[EXCERPTED DATA Boundary: Start]

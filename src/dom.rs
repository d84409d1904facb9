use web_sys::{Element, ScrollBehavior, ScrollIntoViewOptions, ScrollLogicalPosition};

/// Smooth-scrolls an element into view at the given block position.
pub fn scroll_into_view(element: &Element, block: ScrollLogicalPosition) {
    let options = ScrollIntoViewOptions::new();
    options.set_behavior(ScrollBehavior::Smooth);
    options.set_block(block);
    element.scroll_into_view_with_scroll_into_view_options(&options);
}

/// Smooth-scrolls the first element matching `selector` to the top of
/// the viewport. Missing targets are ignored.
pub fn scroll_to_selector(selector: &str) {
    if let Some(document) = web_sys::window().and_then(|window| window.document()) {
        if let Ok(Some(target)) = document.query_selector(selector) {
            scroll_into_view(&target, ScrollLogicalPosition::Start);
        }
    }
}
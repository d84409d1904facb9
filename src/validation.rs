use once_cell::sync::Lazy;
use regex::Regex;

/// The signup inputs, in document order.
#[derive(Clone, Copy, Debug, PartialEq, Eq)]
pub enum Field {
    Name,
    Email,
    Phone,
    Password,
}

impl Field {
    pub const ALL: [Field; 4] = [Field::Name, Field::Email, Field::Phone, Field::Password];

    /// The `name` attribute of the matching input element.
    pub fn name(self) -> &'static str {
        match self {
            Field::Name => "name",
            Field::Email => "email",
            Field::Phone => "phone",
            Field::Password => "password",
        }
    }

    /// Capitalized form used in labels and required-field messages.
    pub fn title(self) -> String {
        capitalize(self.name())
    }
}

/// One declarative validation rule: a pattern plus the message shown
/// when a non-empty value fails to match it.
pub struct FieldRule {
    pub field: Field,
    pub pattern: Regex,
    pub message: &'static str,
}

static RULES: Lazy<Vec<FieldRule>> = Lazy::new(|| {
    vec![
        FieldRule {
            field: Field::Name,
            pattern: Regex::new(r"^[A-Za-z\s]{2,}$").unwrap(),
            message: "Name must be at least 2 characters and contain only letters",
        },
        FieldRule {
            field: Field::Email,
            pattern: Regex::new(r"^[^\s@]+@[^\s@]+\.[^\s@]+$").unwrap(),
            message: "Please enter a valid email address",
        },
        FieldRule {
            field: Field::Phone,
            pattern: Regex::new(r"^[\d\s\-\+\(\)]{10,}$").unwrap(),
            message: "Phone number must be at least 10 digits",
        },
        FieldRule {
            field: Field::Password,
            pattern: Regex::new(r"^.{6,}$").unwrap(),
            message: "Password must be at least 6 characters long",
        },
    ]
});

pub fn rules() -> &'static [FieldRule] {
    &RULES
}

/// Validates the trimmed value of one field. An empty value always fails
/// with the required-field message; otherwise the field's rule decides.
/// `Err` carries the inline message to surface next to the input.
pub fn validate(field: Field, raw: &str) -> Result<(), String> {
    let value = raw.trim();
    if value.is_empty() {
        return Err(format!("{} is required", field.title()));
    }
    if let Some(rule) = rules().iter().find(|rule| rule.field == field) {
        if !rule.pattern.is_match(value) {
            return Err(rule.message.to_string());
        }
    }
    Ok(())
}

fn capitalize(word: &str) -> String {
    let mut chars = word.chars();
    match chars.next() {
        Some(first) => first.to_uppercase().collect::<String>() + chars.as_str(),
        None => String::new(),
    }
}

#[cfg(test)]
mod tests {
    use super::*;

    #[test]
    fn every_field_has_a_rule() {
        for field in Field::ALL {
            assert!(rules().iter().any(|rule| rule.field == field));
        }
    }

    #[test]
    fn empty_value_is_required_regardless_of_field() {
        assert_eq!(validate(Field::Name, "").unwrap_err(), "Name is required");
        assert_eq!(validate(Field::Email, "   ").unwrap_err(), "Email is required");
        assert_eq!(validate(Field::Phone, "\t").unwrap_err(), "Phone is required");
        assert_eq!(
            validate(Field::Password, "").unwrap_err(),
            "Password is required"
        );
    }

    #[test]
    fn name_allows_letters_and_whitespace_only() {
        assert!(validate(Field::Name, "Al").is_ok());
        assert!(validate(Field::Name, "Jane Doe").is_ok());
        // digit not permitted
        assert_eq!(
            validate(Field::Name, "A1").unwrap_err(),
            "Name must be at least 2 characters and contain only letters"
        );
        // too short
        assert!(validate(Field::Name, "A").is_err());
    }

    #[test]
    fn email_needs_local_domain_and_tld() {
        assert!(validate(Field::Email, "a@b.co").is_ok());
        // no dot-segment after the domain
        assert!(validate(Field::Email, "a@b").is_err());
        // embedded whitespace in the local part
        assert_eq!(
            validate(Field::Email, "a b@c.com").unwrap_err(),
            "Please enter a valid email address"
        );
    }

    #[test]
    fn phone_needs_ten_allowed_characters() {
        assert!(validate(Field::Phone, "123-456-7890").is_ok());
        assert!(validate(Field::Phone, "+1 (555) 123 4567").is_ok());
        assert_eq!(
            validate(Field::Phone, "12345").unwrap_err(),
            "Phone number must be at least 10 digits"
        );
    }

    #[test]
    fn password_needs_six_characters_of_any_kind() {
        assert!(validate(Field::Password, "abcdef").is_ok());
        assert!(validate(Field::Password, "p@ss w").is_ok());
        assert_eq!(
            validate(Field::Password, "abc").unwrap_err(),
            "Password must be at least 6 characters long"
        );
    }

    #[test]
    fn values_are_trimmed_before_matching() {
        assert!(validate(Field::Email, "  a@b.co  ").is_ok());
        assert!(validate(Field::Password, " abcd ").is_err());
    }
}
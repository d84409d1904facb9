use wasm_bindgen::closure::Closure;
use wasm_bindgen::{JsCast, JsValue};
use web_sys::js_sys;
use web_sys::{
    Document, Element, IntersectionObserver, IntersectionObserverEntry, IntersectionObserverInit,
    Window,
};
use yew::prelude::*;

/// Portion of an element that must be visible before it animates in.
const VISIBILITY_THRESHOLD: f64 = 0.1;
/// Pulls the trigger line 50px above the bottom edge of the viewport.
const ROOT_MARGIN: &str = "0px 0px -50px 0px";
const REVEAL_CLASS: &str = "animate-in";

type RevealCallback = Closure<dyn FnMut(js_sys::Array, IntersectionObserver)>;

/// Adds the reveal marker to every element matching `selector` the first
/// time it scrolls into view. Each element is observed at most once;
/// without `IntersectionObserver` support everything is shown up front.
#[hook]
pub fn use_reveal_on_scroll(selector: &'static str) {
    use_effect_with_deps(
        move |_| {
            let observer = web_sys::window().and_then(|window| observe_all(&window, selector));
            move || {
                if let Some((observer, _callback)) = observer {
                    observer.disconnect();
                }
            }
        },
        (),
    );
}

fn observe_all(window: &Window, selector: &str) -> Option<(IntersectionObserver, RevealCallback)> {
    let document = window.document()?;
    if !js_sys::Reflect::has(window.as_ref(), &JsValue::from_str("IntersectionObserver"))
        .unwrap_or(false)
    {
        // Older engines: no staged reveal, just show the content.
        reveal_all(&document, selector);
        return None;
    }

    let callback: RevealCallback = Closure::wrap(Box::new(
        move |entries: js_sys::Array, observer: IntersectionObserver| {
            for entry in entries.iter() {
                let entry: IntersectionObserverEntry = entry.unchecked_into();
                if entry.is_intersecting() {
                    let target = entry.target();
                    let _ = target.class_list().add_1(REVEAL_CLASS);
                    observer.unobserve(&target);
                }
            }
        },
    )
        as Box<dyn FnMut(js_sys::Array, IntersectionObserver)>);

    let options = IntersectionObserverInit::new();
    options.set_threshold(&JsValue::from_f64(VISIBILITY_THRESHOLD));
    options.set_root_margin(ROOT_MARGIN);

    let observer =
        match IntersectionObserver::new_with_options(callback.as_ref().unchecked_ref(), &options) {
            Ok(observer) => observer,
            Err(_) => {
                reveal_all(&document, selector);
                return None;
            }
        };

    if let Ok(nodes) = document.query_selector_all(selector) {
        for index in 0..nodes.length() {
            if let Some(element) = nodes.get(index).and_then(|node| node.dyn_into::<Element>().ok())
            {
                observer.observe(&element);
            }
        }
    }

    Some((observer, callback))
}

fn reveal_all(document: &Document, selector: &str) {
    if let Ok(nodes) = document.query_selector_all(selector) {
        for index in 0..nodes.length() {
            if let Some(element) = nodes.get(index).and_then(|node| node.dyn_into::<Element>().ok())
            {
                let _ = element.class_list().add_1(REVEAL_CLASS);
            }
        }
    }
}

[EXCERPTED DATA Boundary: End]

(ACTION ITEM): Scan the records above for the string "JsValue", then select every line that holds it.

(SOLUTION FOR THIS TASK):
use wasm_bindgen::{JsCast, JsValue};
    if !js_sys::Reflect::has(window.as_ref(), &JsValue::from_str("IntersectionObserver"))
    options.set_threshold(&JsValue::from_f64(VISIBILITY_THRESHOLD));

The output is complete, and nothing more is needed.